Why not an online calculator to determine eligibility?

Mass Vet Benefits Calculator screenshot

MassVetBen.org

“We soon realized that easy-to-use online calculators exist for everything from preparing your tax return to applying for a mortgage and applying for SNAP benefits (Food Stamps), and wondered if we could convert our worksheet into an online calculator that anyone could easily access without professional help,” Nagin said.

Drawing on the software development savvy of William Palin at the Developing Justice program at Harvard Law School, Veterans Legal Clinic attorneys converted the worksheet into a series of simple online questions that a veteran or a family member, friend or advocate can answer. Once individuals answer the questions posed by the tool, they receive immediate analysis of whether or not they may be entitled to benefits, how much they might receive, how and where they can apply, and what documents might be needed to establish eligibility.

Addressing all likely scenarios

Working in collaboration with the Massachusetts Department of Veterans Services and three veterans service officers or VSOs (the VSOs for Boston, Cambridge, and the Upper Pioneer Valley Veterans’ Services District) that were eager to be part of a pilot project, Veterans Legal Clinic Program Manager Julia Schutt and program evaluation colleagues from Harvard’s T.H. Chan School of Public Health conducted a series of focus groups with VSOs, veterans themselves, and with family members and dependents. The goal: to ensure that the tool addresses all the likely scenarios that someone using it might present in an effort to qualify for Chapter 115 services and to make sure the tool was simple to use.

Further fine-tuning of the tool based on focus group feedback has been completed and the pilot study is being rolled out now in the Boston, Cambridge, and the Upper Pioneer Valley (which includes the towns of Ashfield, Bernardston, Buckland, Charlemont, Colrain, Conway, Deerfield , Erving, Gill, Greenfield, Hawley, Heath, Leverett, Leyden, Monroe , Montague, New Salem, Northfield, Plainfield , Rowe, Shelburne, Shutesbury, Sunderland, Warwick, Wendell, and Whately). This pilot will both test the Mass Vet Benefit Calculator and strategies for increasing awareness of the Chapter 115 program.
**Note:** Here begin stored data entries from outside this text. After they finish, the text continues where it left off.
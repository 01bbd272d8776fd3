use std::collections::HashMap;
use std::sync::atomic::{AtomicU64, Ordering};
use std::sync::Arc;

use bridge_protocol::RequestId;
use bridge_provider::{HealthStatus, InferenceProvider};
use tokio::io::{AsyncRead, AsyncWrite};
use tokio::sync::{broadcast, RwLock};
use tokio::task::JoinHandle;

use crate::gate::Gate;
use crate::session::{self, SessionId};

/// Gate/provider-reachability transitions the relay fans out to an
/// external observer (spec §4.6). Delivery is best-effort: a lagging
/// subscriber drops the oldest entries rather than blocking the relay.
#[derive(Debug, Clone, PartialEq, Eq)]
pub enum RelayStatus {
    GateAcquired { request_id: RequestId },
    GateReleased,
    ProviderReachable,
    ProviderUnreachable { message: String },
    SessionAttached { session_id: SessionId },
    SessionDetached { session_id: SessionId },
}

impl std::fmt::Display for RelayStatus {
    fn fmt(&self, f: &mut std::fmt::Formatter<'_>) -> std::fmt::Result {
        match self {
            Self::GateAcquired { request_id } => write!(f, "gate acquired for {request_id}"),
            Self::GateReleased => write!(f, "gate released"),
            Self::ProviderReachable => write!(f, "provider reachable"),
            Self::ProviderUnreachable { message } => write!(f, "provider unreachable: {message}"),
            Self::SessionAttached { session_id } => write!(f, "session {session_id} attached"),
            Self::SessionDetached { session_id } => write!(f, "session {session_id} detached"),
        }
    }
}

struct SessionEntry {
    handle: JoinHandle<()>,
}

/// Owns the gate (C4), the provider handle (C3), and the session registry;
/// broadcasts status transitions (C6, spec §4.6).
///
/// Does not own the transport itself — a supervisor (C8) forwards
/// connection events into `attach`.
pub struct Relay {
    gate: Arc<Gate>,
    provider: Arc<dyn InferenceProvider>,
    sessions: RwLock<HashMap<SessionId, SessionEntry>>,
    next_id: AtomicU64,
    status_tx: broadcast::Sender<RelayStatus>,
    host_name: String,
    model: parking_lot::Mutex<String>,
}

impl Relay {
    pub fn new(provider: Arc<dyn InferenceProvider>, host_name: String, model: String) -> Arc<Self> {
        let (status_tx, _) = broadcast::channel(256);
        Arc::new(Self {
            gate: Arc::new(Gate::new()),
            provider,
            sessions: RwLock::new(HashMap::new()),
            next_id: AtomicU64::new(1),
            status_tx,
            host_name,
            model: parking_lot::Mutex::new(model),
        })
    }

    pub fn subscribe(&self) -> broadcast::Receiver<RelayStatus> {
        self.status_tx.subscribe()
    }

    pub fn model(&self) -> String {
        self.model.lock().clone()
    }

    /// Changes the model used by sessions attached from now on (the
    /// console's `select-model` command). Sessions already attached keep
    /// whatever model they captured at attach time — a generation in
    /// flight never switches models under it.
    pub fn set_model(&self, model: String) {
        *self.model.lock() = model;
    }

    pub fn is_busy(&self) -> bool {
        self.gate.is_busy()
    }

    pub fn active_request_id(&self) -> Option<RequestId> {
        self.gate.active()
    }

    pub async fn session_count(&self) -> usize {
        self.sessions.read().await.len()
    }

    /// Creates a C5 bound to this relay for `socket` and spawns its task.
    /// Uncapped — callers that must enforce a peer limit use
    /// [`Self::try_attach`] instead.
    pub async fn attach<S>(self: &Arc<Self>, socket: S) -> SessionId
    where
        S: AsyncRead + AsyncWrite + Unpin + Send + 'static,
    {
        self.try_attach(socket, usize::MAX)
            .await
            .unwrap_or_else(|_| unreachable!("usize::MAX cap is never reached"))
    }

    /// Atomically checks the session count against `cap` and, if there is
    /// room, registers and spawns a session for `socket` — in the same
    /// critical section over the session registry, so two sockets offered
    /// back-to-back can't both observe room and both get admitted (spec
    /// §4.8's hard cap). Returns `socket` back to the caller, unattached,
    /// if `cap` has already been reached.
    pub async fn try_attach<S>(self: &Arc<Self>, socket: S, cap: usize) -> Result<SessionId, S>
    where
        S: AsyncRead + AsyncWrite + Unpin + Send + 'static,
    {
        let id = self.next_id.fetch_add(1, Ordering::SeqCst);
        let relay = self.clone();
        let gate = self.gate.clone();
        let provider = self.provider.clone();
        let host_name = self.host_name.clone();
        let model = self.model.lock().clone();
        let status_tx = self.status_tx.clone();

        let mut sessions = self.sessions.write().await;
        if sessions.len() >= cap {
            return Err(socket);
        }

        let handle = tokio::spawn(async move {
            session::run_peer_session(id, socket, gate, provider, host_name, model, status_tx)
                .await;
            relay.detach(id).await;
        });
        sessions.insert(id, SessionEntry { handle });
        drop(sessions);

        let _ = self.status_tx.send(RelayStatus::SessionAttached { session_id: id });
        Ok(id)
    }

    /// Removes a session's registry entry once its task has finished its
    /// own disconnect handling. A no-op if the entry is already gone
    /// (e.g. `shutdown` already drained it).
    pub async fn detach(&self, id: SessionId) {
        if self.sessions.write().await.remove(&id).is_some() {
            let _ = self
                .status_tx
                .send(RelayStatus::SessionDetached { session_id: id });
        }
    }

    /// Administrative: abort whoever currently holds the gate.
    pub async fn abort_active(&self) {
        if let Some(active) = self.gate.active() {
            self.provider.abort(&active).await;
            self.gate.force_release();
            let _ = self.status_tx.send(RelayStatus::GateReleased);
        }
    }

    /// Probes the provider and reports the resulting reachability status.
    pub async fn health_check(&self) {
        match self.provider.health().await {
            HealthStatus::Ok => {
                let _ = self.status_tx.send(RelayStatus::ProviderReachable);
            }
            HealthStatus::Unreachable(message) => {
                let _ = self.status_tx.send(RelayStatus::ProviderUnreachable { message });
            }
        }
    }

    /// Aborts the active generation, then tears down every attached
    /// session. Idempotent from the caller's perspective: a second call
    /// simply finds an empty registry and an already-released gate.
    pub async fn shutdown(&self) {
        self.abort_active().await;
        let mut sessions = self.sessions.write().await;
        for (_, entry) in sessions.drain() {
            entry.handle.abort();
        }
    }
}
“The Boston VSO conducts door-to-door outreach in subsidized housing complexes, particularly those for the elderly and disabled, to connect with veterans, dependents and survivors, for example,” says Schutt. “They can use the online tool on tablets to help complete eligibility screenings on the spot, for example.”

A game-changer

“The Mass Vet Benefit Calculator is a game-changer and is very handy during events,” notes Pierre Darius of the City of Boston Veterans Services. “Instead of asking the same questions over and over again, I can have the applicants answer the questions electronically in seconds.”

LSC Staff at Stand Down

LSC Staff at Stand Down, where the benefits calculator was tested with veterans. From left: Betsy Gwin, Dana Montalto, Dan Nagin, Julia Schutt, Keith Fogg, clinical student Steven Kerns, Evan Seamone

“The Mass Vet Benefit Calculator is the quickest and easiest way to check on your Chapter 115 eligibility without a VSO,” he adds. “Answer the questions truthfully, and then you’ll get an eligibility determination instantly. Even if a person’s eligibility is Medical Only, it can be hundreds or thousands of dollars in reimbursements every month.”

“My staff and I look forward to the help the Mass Vet Benefit Calculator will provide to our veterans and their dependents,” says Timothy Niejadlik, Director of Upper Pioneer Valley Veterans’ Services District. “By allowing them to begin the application process online, we hope they will contact us to answer questions and ensure they receive all the benefits they may deserve from the Commonwealth.”

Once the pilot phase is complete and lessons learned are implemented, a more intensive, statewide rollout of the tool will begin.

The Mass Vet Benefit Calculator project is supported by a grant from the Klarman Family Foundation.

Using technology to access legal remedies, social services

“We believe technological innovation to help low-income individuals access social services and legal remedies can have a meaningful impact,” says Nagin. “It is critical that legal services providers continue to expand their toolkit.  Technology tools need to be harnessed to help us pursue our justice mission. We are very grateful to the Klarman Family Foundation for supporting this effort.”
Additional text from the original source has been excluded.